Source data
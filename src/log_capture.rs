use chrono::{DateTime, Utc};
use serde::Serialize;
use std::collections::VecDeque;
use std::sync::Arc;
use tokio::sync::{broadcast, RwLock};

use crate::config::LOG_BUFFER_SIZE;

#[derive(Debug, Clone, Serialize)]
pub struct LogEntry {
    pub timestamp: DateTime<Utc>,
    pub source: LogSource,
    pub level: LogLevel,
    pub message: String,
}

#[derive(Debug, Clone, Serialize, PartialEq)]
#[serde(rename_all = "snake_case")]
pub enum LogSource {
    Server,
    Pipeline,
    Provider,
}

#[derive(Debug, Clone, Serialize, PartialEq)]
#[serde(rename_all = "lowercase")]
pub enum LogLevel {
    Info,
    Warn,
    Error,
    Debug,
}

/// Recent service activity: a bounded history plus a live fan-out for
/// `/logs/stream` subscribers.
#[derive(Clone)]
pub struct LogState {
    buffer: Arc<RwLock<VecDeque<LogEntry>>>,
    sender: broadcast::Sender<LogEntry>,
}

impl Default for LogState {
    fn default() -> Self {
        Self::new()
    }
}

impl LogState {
    pub fn new() -> Self {
        let (sender, _) = broadcast::channel(256);
        Self {
            buffer: Arc::new(RwLock::new(VecDeque::with_capacity(LOG_BUFFER_SIZE))),
            sender,
        }
    }

    pub async fn push(&self, entry: LogEntry) {
        let mut buf = self.buffer.write().await;
        if buf.len() >= LOG_BUFFER_SIZE {
            buf.pop_front();
        }
        buf.push_back(entry.clone());
        drop(buf);

        let _ = self.sender.send(entry);
    }

    pub async fn history(&self) -> Vec<LogEntry> {
        self.buffer.read().await.iter().cloned().collect()
    }

    pub fn subscribe(&self) -> broadcast::Receiver<LogEntry> {
        self.sender.subscribe()
    }

    pub async fn emit(&self, source: LogSource, level: LogLevel, message: impl Into<String>) {
        let entry = LogEntry {
            timestamp: Utc::now(),
            source,
            level,
            message: message.into(),
        };
        self.push(entry).await;
    }
}
use regex::Regex;
use serde::Serialize;
use std::sync::LazyLock;
use url::Url;

use crate::error::AssessError;

/// Bare `host:port[/path]` forms on loopback or private networks.
static PRIVATE_BARE: LazyLock<Regex> = LazyLock::new(|| {
    Regex::new(
        r"^(localhost|127\.0\.0\.1|192\.168\.\d{1,3}\.\d{1,3}|10\.\d{1,3}\.\d{1,3}\.\d{1,3}):\d{1,5}(/\S*)?$",
    )
    .expect("private host pattern")
});

static PRIVATE_HOST: LazyLock<Regex> = LazyLock::new(|| {
    Regex::new(r"^(localhost|127\.0\.0\.1|192\.168\.\d{1,3}\.\d{1,3}|10\.\d{1,3}\.\d{1,3}\.\d{1,3})$")
        .expect("private host pattern")
});

/// A validated, normalized assessment target.
#[derive(Debug, Clone, PartialEq, Eq, Serialize)]
pub struct TargetUrl {
    pub url: Url,
    /// Loopback or private-network host; probes never reach out to a remote
    /// provider for these.
    pub private: bool,
}

impl TargetUrl {
    pub fn as_str(&self) -> &str {
        self.url.as_str()
    }

    /// Host and effective port, for connectivity checks.
    pub fn host_port(&self) -> Option<(String, u16)> {
        let host = self.url.host_str()?.to_string();
        let port = self.url.port_or_known_default()?;
        Some((host, port))
    }
}

impl std::fmt::Display for TargetUrl {
    fn fmt(&self, f: &mut std::fmt::Formatter<'_>) -> std::fmt::Result {
        f.write_str(self.url.as_str())
    }
}

pub fn is_private_host(host: &str) -> bool {
    PRIVATE_HOST.is_match(host)
}

/// Validate raw caller input and normalize it into an absolute http(s) URL.
///
/// Bare private `host:port` inputs get `http://`; any other bare input gets
/// `https://` and must then name a dotted public host.
pub fn parse_target(input: &str) -> Result<TargetUrl, AssessError> {
    let trimmed = input.trim();
    if trimmed.is_empty() {
        return Err(AssessError::Validation("URL is empty".to_string()));
    }
    if trimmed.chars().any(char::is_whitespace) {
        return Err(AssessError::Validation(format!(
            "URL contains whitespace: {}",
            trimmed
        )));
    }

    let bare = !trimmed.contains("://");
    let bare_private = bare && PRIVATE_BARE.is_match(trimmed);
    let candidate = if bare_private {
        format!("http://{}", trimmed)
    } else if bare {
        format!("https://{}", trimmed)
    } else {
        trimmed.to_string()
    };

    let url = Url::parse(&candidate)
        .map_err(|e| AssessError::Validation(format!("{}: {}", trimmed, e)))?;

    if url.scheme() != "http" && url.scheme() != "https" {
        return Err(AssessError::Validation(format!(
            "unsupported scheme '{}'",
            url.scheme()
        )));
    }

    let host = match url.host_str() {
        Some(h) if !h.is_empty() => h.to_string(),
        _ => {
            return Err(AssessError::Validation(format!(
                "URL has no host: {}",
                trimmed
            )))
        }
    };

    let private = is_private_host(&host);
    // Bare inputs only qualify as a public domain or a private host:port.
    if bare && !bare_private && (private || !host.contains('.')) {
        return Err(AssessError::Validation(format!(
            "'{}' is neither a public domain nor a private host:port",
            trimmed
        )));
    }

    Ok(TargetUrl { url, private })
}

* [Required work] An exact copy of every line above is needed.

* [Problem solution]
filename src/log_capture.rs
use chrono::{DateTime, Utc};
use serde::Serialize;
use std::collections::VecDeque;
use std::sync::Arc;
use tokio::sync::{broadcast, RwLock};

use crate::config::LOG_BUFFER_SIZE;

#[derive(Debug, Clone, Serialize)]
pub struct LogEntry {
    pub timestamp: DateTime<Utc>,
    pub source: LogSource,
    pub level: LogLevel,
    pub message: String,
}

#[derive(Debug, Clone, Serialize, PartialEq)]
#[serde(rename_all = "snake_case")]
pub enum LogSource {
    Server,
    Pipeline,
    Provider,
}

#[derive(Debug, Clone, Serialize, PartialEq)]
#[serde(rename_all = "lowercase")]
pub enum LogLevel {
    Info,
    Warn,
    Error,
    Debug,
}

/// Recent service activity: a bounded history plus a live fan-out for
/// `/logs/stream` subscribers.
#[derive(Clone)]
pub struct LogState {
    buffer: Arc<RwLock<VecDeque<LogEntry>>>,
    sender: broadcast::Sender<LogEntry>,
}

impl Default for LogState {
    fn default() -> Self {
        Self::new()
    }
}

impl LogState {
    pub fn new() -> Self {
        let (sender, _) = broadcast::channel(256);
        Self {
            buffer: Arc::new(RwLock::new(VecDeque::with_capacity(LOG_BUFFER_SIZE))),
            sender,
        }
    }

    pub async fn push(&self, entry: LogEntry) {
        let mut buf = self.buffer.write().await;
        if buf.len() >= LOG_BUFFER_SIZE {
            buf.pop_front();
        }
        buf.push_back(entry.clone());
        drop(buf);

        let _ = self.sender.send(entry);
    }

    pub async fn history(&self) -> Vec<LogEntry> {
        self.buffer.read().await.iter().cloned().collect()
    }

    pub fn subscribe(&self) -> broadcast::Receiver<LogEntry> {
        self.sender.subscribe()
    }

    pub async fn emit(&self, source: LogSource, level: LogLevel, message: impl Into<String>) {
        let entry = LogEntry {
            timestamp: Utc::now(),
            source,
            level,
            message: message.into(),
        };
        self.push(entry).await;
    }
}
use regex::Regex;
use serde::Serialize;
use std::sync::LazyLock;
use url::Url;

use crate::error::AssessError;

/// Bare `host:port[/path]` forms on loopback or private networks.
static PRIVATE_BARE: LazyLock<Regex> = LazyLock::new(|| {
    Regex::new(
        r"^(localhost|127\.0\.0\.1|192\.168\.\d{1,3}\.\d{1,3}|10\.\d{1,3}\.\d{1,3}\.\d{1,3}):\d{1,5}(/\S*)?$",
    )
    .expect("private host pattern")
});

static PRIVATE_HOST: LazyLock<Regex> = LazyLock::new(|| {
    Regex::new(r"^(localhost|127\.0\.0\.1|192\.168\.\d{1,3}\.\d{1,3}|10\.\d{1,3}\.\d{1,3}\.\d{1,3})$")
        .expect("private host pattern")
});

/// A validated, normalized assessment target.
#[derive(Debug, Clone, PartialEq, Eq, Serialize)]
pub struct TargetUrl {
    pub url: Url,
    /// Loopback or private-network host; probes never reach out to a remote
    /// provider for these.
    pub private: bool,
}

impl TargetUrl {
    pub fn as_str(&self) -> &str {
        self.url.as_str()
    }

    /// Host and effective port, for connectivity checks.
    pub fn host_port(&self) -> Option<(String, u16)> {
        let host = self.url.host_str()?.to_string();
        let port = self.url.port_or_known_default()?;
        Some((host, port))
    }
}

impl std::fmt::Display for TargetUrl {
    fn fmt(&self, f: &mut std::fmt::Formatter<'_>) -> std::fmt::Result {
        f.write_str(self.url.as_str())
    }
}

pub fn is_private_host(host: &str) -> bool {
    PRIVATE_HOST.is_match(host)
}

/// Validate raw caller input and normalize it into an absolute http(s) URL.
///
/// Bare private `host:port` inputs get `http://`; any other bare input gets
/// `https://` and must then name a dotted public host.
pub fn parse_target(input: &str) -> Result<TargetUrl, AssessError> {
    let trimmed = input.trim();
    if trimmed.is_empty() {
        return Err(AssessError::Validation("URL is empty".to_string()));
    }
    if trimmed.chars().any(char::is_whitespace) {
        return Err(AssessError::Validation(format!(
            "URL contains whitespace: {}",
            trimmed
        )));
    }

    let bare = !trimmed.contains("://");
    let bare_private = bare && PRIVATE_BARE.is_match(trimmed);
    let candidate = if bare_private {
        format!("http://{}", trimmed)
    } else if bare {
        format!("https://{}", trimmed)
    } else {
        trimmed.to_string()
    };

    let url = Url::parse(&candidate)
        .map_err(|e| AssessError::Validation(format!("{}: {}", trimmed, e)))?;

    if url.scheme() != "http" && url.scheme() != "https" {
        return Err(AssessError::Validation(format!(
            "unsupported scheme '{}'",
            url.scheme()
        )));
    }

    let host = match url.host_str() {
        Some(h) if !h.is_empty() => h.to_string(),
        _ => {
            return Err(AssessError::Validation(format!(
                "URL has no host: {}",
                trimmed
            )))
        }
    };

    let private = is_private_host(&host);
    // Bare inputs only qualify as a public domain or a private host:port.
    if bare && !bare_private && (private || !host.contains('.')) {
        return Err(AssessError::Validation(format!(
            "'{}' is neither a public domain nor a private host:port",
            trimmed
        )));
    }

    Ok(TargetUrl { url, private })
}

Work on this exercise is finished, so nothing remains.